Dolly's new mamma's account of herself next morning was a little incoherent. Her health was very indifferent; she suffered agonies, and was living upon morphia when the doctor had ordered her home without delay. She had been obliged to come off at a few hours' notice; she didn't write. The Admiral was fortunately absent on a cruise, or he never would have let her go. He knew what a helpless creature she was. She had borrowed the passage-money from a friend. Would Lady Sarah please advance her a little now, as she was literally penniless, and she wished to make George and Dolly some presents, and to engage a French maid at once? She supposed she should hear by the next post and receive some remittances. She was not sure, for Hawtry was so dreadfully close about money. She did not know what he would say to her running away. No doubt he would use dreadful language, pious as he was; that she was used to; Colonel Witherington could testify to it.... And then she sighed. 'I have made my own fate; I must bear my punishment,' she said. 'I shall try some German baths before his return, to brace my nerves for the—the future.'

There was something soft, harmonious, gently affecting about Dolly's mamma. When Mrs. Palmer spoke she looked at you with two brown eyes shining out of a faded but charming face: she put out an earnest white hand; there was a charming, natural affectation about her. She delighted in a situation. She was one of those fortunate people whose parts in life coincide with their dispositions. She had been twice married. As a happy wife people had thought her scarcely aware of the prize she had drawn. As an injured woman she was simply perfect. She did not feel the Admiral's indifference deeply enough to lose her self-possession, as he did. Admiral though he was, and extempore preacher, he could not always hold his own before this susceptible woman. Her gentle impressiveness completely charmed and won the children over.

The conversation of selfish people is often far more amusing than that of the unselfish, who see things too diffusedly, and who have not, as a rule, the gift of vivid description. Mrs. Palmer was deeply, deeply interested in her own various feelings. She used to whisper long stories to George and Dolly about her complicated sorrows, her peculiar difficulties. Poor thing! they were real enough, if she had but known them; but the troubles that really troubled her were imaginary for the most part. She had secured two valiant champions before breakfast next morning, at which meal Robert appeared. He had slept upon the crisis, and now seemed more than equal to it; affectionate to his aunt, with whom he was charmed, readily answering her many questions, skilfully avoiding the subject of her difficulties with the Admiral, of which he had heard before at Henley Court. He was pleased by his aunt's manner and affectionate dependence, and he treated her from the first with a certain manly superiority. And yet—so she told Dolly—even Robert scarcely understood her peculiar difficulties.
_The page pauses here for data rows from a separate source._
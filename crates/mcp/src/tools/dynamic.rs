// Command-backed tools declared in a server manifest

use crate::protocol::{CallToolResult, ToolSchema};
use crate::tools::{tool_failure, tool_success, Tool, ToolTier};
use anyhow::{Context, Result};
use mcphub_core::manifest::{CommandToolSpec, ServerManifest};
use serde_json::{json, Value};
use std::process::Stdio;
use std::sync::Arc;
use std::time::Duration;
use tokio::process::Command;

/// Output beyond this many bytes per stream is cut off
pub const MAX_OUTPUT_BYTES: usize = 100_000;

pub struct CommandTool {
    spec: CommandToolSpec,
}

impl CommandTool {
    pub fn new(spec: CommandToolSpec) -> Self {
        Self { spec }
    }
}

/// One tool per manifest entry
pub fn manifest_tools(manifest: &ServerManifest) -> Vec<Arc<dyn Tool>> {
    manifest
        .tools
        .iter()
        .cloned()
        .map(|spec| Arc::new(CommandTool::new(spec)) as Arc<dyn Tool>)
        .collect()
}

fn truncate(bytes: &[u8]) -> (String, bool) {
    if bytes.len() <= MAX_OUTPUT_BYTES {
        return (String::from_utf8_lossy(bytes).into_owned(), false);
    }
    (
        String::from_utf8_lossy(&bytes[..MAX_OUTPUT_BYTES]).into_owned(),
        true,
    )
}

#[async_trait::async_trait]
impl Tool for CommandTool {
    fn schema(&self) -> ToolSchema {
        let description = if self.spec.description.is_empty() {
            format!("Run `{}`", self.spec.command)
        } else {
            self.spec.description.clone()
        };
        ToolSchema {
            name: self.spec.name.clone(),
            description,
            input_schema: self.spec.input_schema(),
        }
    }

    fn tier(&self) -> ToolTier {
        ToolTier::Dangerous
    }

    async fn execute(&self, arguments: Value) -> Result<CallToolResult> {
        let resolved = match self.spec.instantiate(&arguments) {
            Ok(resolved) => resolved,
            Err(e) => return Ok(tool_failure(format!("{:#}", e), "validation")),
        };

        let mut command = Command::new(&resolved.program);
        command
            .args(&resolved.args)
            .stdin(Stdio::null())
            .stdout(Stdio::piped())
            .stderr(Stdio::piped())
            .kill_on_drop(true);
        if let Some(dir) = &resolved.working_dir {
            command.current_dir(dir);
        }

        tracing::debug!(tool = %self.spec.name, program = %resolved.program, "Spawning command");
        let child = match command.spawn() {
            Ok(child) => child,
            Err(e) if e.kind() == std::io::ErrorKind::NotFound => {
                return Ok(tool_failure(
                    format!("Command not found: {}", resolved.program),
                    "tool_not_found",
                ))
            }
            Err(e) => {
                return Err(e).with_context(|| format!("Failed to spawn {}", resolved.program))
            }
        };

        let timeout = Duration::from_secs(resolved.timeout_secs);
        let output = match tokio::time::timeout(timeout, child.wait_with_output()).await {
            Ok(output) => output.context("Failed to wait for command")?,
            Err(_) => {
                return Ok(tool_failure(
                    format!(
                        "{} timed out after {} seconds",
                        self.spec.name, resolved.timeout_secs
                    ),
                    "timeout",
                ))
            }
        };

        let (stdout, stdout_truncated) = truncate(&output.stdout);
        let (stderr, stderr_truncated) = truncate(&output.stderr);
        let exit_code = output.status.code();

        if !output.status.success() {
            return Ok(tool_failure(
                format!(
                    "{} exited with status {}: {}",
                    self.spec.name,
                    exit_code.map_or_else(|| "unknown".to_string(), |c| c.to_string()),
                    stderr.trim()
                ),
                "command_failed",
            ));
        }

        Ok(tool_success(json!({
            "exit_code": exit_code,
            "stdout": stdout,
            "stderr": stderr,
            "truncated": stdout_truncated || stderr_truncated,
        })))
    }
}
// World context tools: time, system, environment and weather

use crate::protocol::{CallToolResult, ToolSchema};
use crate::tools::{
    json_schema_array, json_schema_object, json_schema_string, parse_args, tool_failure,
    tool_success, Tool,
};
use anyhow::Result;
use mcphub_core::context::{ContextProvider, TimeProvider, WorldContext};
use serde::Deserialize;
use serde_json::{json, Value};
use std::sync::Arc;

pub struct GetWorldContextTool {
    context: Arc<WorldContext>,
}

impl GetWorldContextTool {
    pub fn new(context: Arc<WorldContext>) -> Self {
        Self { context }
    }
}

#[derive(Debug, Deserialize)]
struct WorldContextArgs {
    #[serde(default)]
    sections: Vec<String>,
}

#[async_trait::async_trait]
impl Tool for GetWorldContextTool {
    fn schema(&self) -> ToolSchema {
        let available = self.context.sections().join(", ");
        ToolSchema {
            name: "get_world_context".to_string(),
            description: format!(
                "Snapshot of the current environment. Sections: {}. Omit `sections` for all.",
                available
            ),
            input_schema: json_schema_object(
                json!({
                    "sections": json_schema_array(
                        json_schema_string("Section name"),
                        "Sections to include"
                    )
                }),
                vec![],
            ),
        }
    }

    async fn execute(&self, arguments: Value) -> Result<CallToolResult> {
        let args: WorldContextArgs = match parse_args(arguments) {
            Ok(args) => args,
            Err(failure) => return Ok(failure),
        };
        let context = self.context.collect(&args.sections).await;
        Ok(tool_success(json!({ "context": context })))
    }
}

pub struct GetCurrentTimeTool;

#[async_trait::async_trait]
impl Tool for GetCurrentTimeTool {
    fn schema(&self) -> ToolSchema {
        ToolSchema {
            name: "get_current_time".to_string(),
            description: "Current date and time in UTC and the server's local timezone"
                .to_string(),
            input_schema: json_schema_object(json!({}), vec![]),
        }
    }

    async fn execute(&self, _arguments: Value) -> Result<CallToolResult> {
        match TimeProvider.collect().await {
            Ok(time) => Ok(tool_success(time)),
            Err(e) => Ok(tool_failure(format!("{:#}", e), "internal")),
        }
    }
}

#[cfg(test)]
mod tests {
    use super::*;
    use mcphub_core::context::EnvironmentProvider;

    fn body(result: &CallToolResult) -> Value {
        serde_json::from_str(result.text().unwrap()).unwrap()
    }

    #[tokio::test]
    async fn test_world_context_sections() {
        let context = Arc::new(
            WorldContext::new()
                .with_provider(TimeProvider)
                .with_provider(EnvironmentProvider),
        );
        let tool = GetWorldContextTool::new(context);
        assert!(tool.schema().description.contains("time, environment"));

        let result = tool.execute(json!({"sections": ["time"]})).await.unwrap();
        let body = body(&result);
        assert_eq!(body["success"], true);
        assert!(body["context"]["time"]["unix"].is_i64());
        assert!(body["context"].get("environment").is_none());
    }

    #[tokio::test]
    async fn test_world_context_rejects_bad_arguments() {
        let tool = GetWorldContextTool::new(Arc::new(WorldContext::new()));
        let result = tool.execute(json!({"sections": "time"})).await.unwrap();
        assert!(result.is_error());
        assert_eq!(body(&result)["error_type"], "validation");
    }

    #[tokio::test]
    async fn test_current_time() {
        let result = GetCurrentTimeTool.execute(json!({})).await.unwrap();
        let body = body(&result);
        assert_eq!(body["success"], true);
        assert!(body["utc"].as_str().is_some());
        assert!(body["weekday"].as_str().is_some());
    }
}
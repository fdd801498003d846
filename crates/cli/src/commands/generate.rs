// Scaffolding dynamic servers from the command line

use anyhow::Result;
use mcphub_core::generator::{GeneratedServer, GeneratorSpec, ServerGenerator};
use std::path::Path;

pub fn generate(
    name: &str,
    description: Option<String>,
    tools: &[String],
    out_dir: &Path,
    force: bool,
) -> Result<GeneratedServer> {
    let mut spec = GeneratorSpec::new(name);
    spec.description = description.unwrap_or_default();
    for tool in tools {
        spec.tools.push(GeneratorSpec::parse_tool_shorthand(tool)?);
    }
    ServerGenerator::generate(&spec, out_dir, force)
}

pub fn print_generated(generated: &GeneratedServer) {
    println!("Generated server '{}' in {}", generated.name, generated.directory.display());
    for file in &generated.files {
        println!("  {}", file.display());
    }
}

#[cfg(test)]
mod tests {
    use super::*;
    use mcphub_core::manifest::ServerManifest;
    use tempfile::TempDir;

    #[test]
    fn test_generate_with_shorthand_tools() {
        let temp_dir = TempDir::new().unwrap();
        let out = temp_dir.path().join("sys");
        let generated = generate(
            "sys",
            Some("System helpers".to_string()),
            &["uptime=uptime".to_string(), "disk=df -h".to_string()],
            &out,
            false,
        )
        .unwrap();

        let manifest = ServerManifest::load(&generated.manifest_path).unwrap();
        assert_eq!(manifest.server.description, "System helpers");
        assert_eq!(manifest.tool("disk").unwrap().args, vec!["-h"]);
        assert!(out.join("README.md").exists());
    }

    #[test]
    fn test_generate_rejects_bad_tool_spec() {
        let temp_dir = TempDir::new().unwrap();
        let err = generate("sys", None, &["no-equals".to_string()], temp_dir.path(), false)
            .unwrap_err();
        assert!(err.to_string().contains("name=command"));
    }
}
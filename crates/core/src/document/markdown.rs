// Markdown parsing helpers shared by the renderers

use super::DocumentMetadata;
use pulldown_cmark::{Event, HeadingLevel, MetadataBlockKind, Options, Parser, Tag, TagEnd};

pub(crate) fn parser_options() -> Options {
    Options::ENABLE_TABLES
        | Options::ENABLE_FOOTNOTES
        | Options::ENABLE_STRIKETHROUGH
        | Options::ENABLE_TASKLISTS
        | Options::ENABLE_YAML_STYLE_METADATA_BLOCKS
}

pub(crate) fn parser(markdown: &str) -> Parser<'_> {
    Parser::new_ext(markdown, parser_options())
}

/// Read `key: value` pairs from a leading `---` metadata block
pub fn extract_front_matter(markdown: &str) -> DocumentMetadata {
    let mut metadata = DocumentMetadata::default();
    let mut in_block = false;
    let mut raw = String::new();

    for event in parser(markdown) {
        match event {
            Event::Start(Tag::MetadataBlock(MetadataBlockKind::YamlStyle)) => in_block = true,
            Event::End(TagEnd::MetadataBlock(_)) => break,
            Event::Text(text) if in_block => raw.push_str(&text),
            _ if !in_block => break,
            _ => {}
        }
    }

    for line in raw.lines() {
        let Some((key, value)) = line.split_once(':') else {
            continue;
        };
        let value = value.trim().trim_matches(|c| c == '"' || c == '\'').to_string();
        if value.is_empty() {
            continue;
        }
        match key.trim().to_ascii_lowercase().as_str() {
            "title" => metadata.title = Some(value),
            "author" => metadata.author = Some(value),
            "subject" | "description" => metadata.subject = Some(value),
            "date" | "created" => metadata.created = Some(value),
            "keywords" | "tags" => {
                metadata.keywords = value
                    .trim_matches(|c| c == '[' || c == ']')
                    .split(',')
                    .map(|k| k.trim().trim_matches(|c| c == '"' || c == '\'').to_string())
                    .filter(|k| !k.is_empty())
                    .collect();
            }
            _ => {}
        }
    }

    metadata
}

/// Text of the first level-1 heading, if any
pub fn first_heading(markdown: &str) -> Option<String> {
    let mut in_heading = false;
    let mut heading = String::new();

    for event in parser(markdown) {
        match event {
            Event::Start(Tag::Heading {
                level: HeadingLevel::H1,
                ..
            }) => in_heading = true,
            Event::End(TagEnd::Heading(HeadingLevel::H1)) if in_heading => {
                let trimmed = heading.trim();
                return (!trimmed.is_empty()).then(|| trimmed.to_string());
            }
            Event::Text(text) | Event::Code(text) if in_heading => heading.push_str(&text),
            _ => {}
        }
    }

    None
}

/// Whether a fenced code block info string declares a mermaid diagram
pub(crate) fn is_mermaid(info: &str) -> bool {
    info.split_whitespace()
        .next()
        .map(|lang| lang.eq_ignore_ascii_case("mermaid"))
        .unwrap_or(false)
}

pub(crate) fn heading_depth(level: HeadingLevel) -> usize {
    match level {
        HeadingLevel::H1 => 1,
        HeadingLevel::H2 => 2,
        HeadingLevel::H3 => 3,
        HeadingLevel::H4 => 4,
        HeadingLevel::H5 => 5,
        HeadingLevel::H6 => 6,
    }
}

#[cfg(test)]
mod tests {
    use super::*;

    #[test]
    fn test_front_matter() {
        let md = "---\ntitle: \"Quarterly Report\"\nauthor: Grace\nkeywords: [finance, q3]\n---\n\n# Body\n";
        let meta = extract_front_matter(md);
        assert_eq!(meta.title.as_deref(), Some("Quarterly Report"));
        assert_eq!(meta.author.as_deref(), Some("Grace"));
        assert_eq!(meta.keywords, vec!["finance", "q3"]);
    }

    #[test]
    fn test_no_front_matter() {
        let meta = extract_front_matter("# Title\n\nkey: value\n");
        assert_eq!(meta, DocumentMetadata::default());
    }

    #[test]
    fn test_first_heading_skips_lower_levels() {
        let md = "## Sub\n\n# Main `api`\n";
        assert_eq!(first_heading(md).as_deref(), Some("Main api"));
        assert_eq!(first_heading("plain"), None);
    }

    #[test]
    fn test_is_mermaid() {
        assert!(is_mermaid("mermaid"));
        assert!(is_mermaid("Mermaid {theme=dark}"));
        assert!(!is_mermaid("rust"));
        assert!(!is_mermaid(""));
    }
}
'How can he, dear fellow? He is prejudiced by Lady Henley—odious woman! I can trace her influence. She was a Palmer, you know, and she is worthy of the name. I dread my visit to Yorkshire. This is my real home.'

Mrs. Palmer's mother, Lady Henley, had been an Alderville, and the Aldervilles are all young, beautiful, helpless, stout, and elegantly dressed. Mrs. Palmer took after them, she said. But helpless as Philippa was, her feebleness always leant in the direction in which she wished to go, and, in some mysterious fashion, she seemed to get on as well as other stronger people. Some young officer, in a complimentary copy of verses, had once likened her to a lily. If so, it was a water-lily that she resembled most, with its beautiful pale head drifting on the water, while underneath was a long, limp, straggling stalk firmly rooted. Only those who had tried to influence her knew of its existence.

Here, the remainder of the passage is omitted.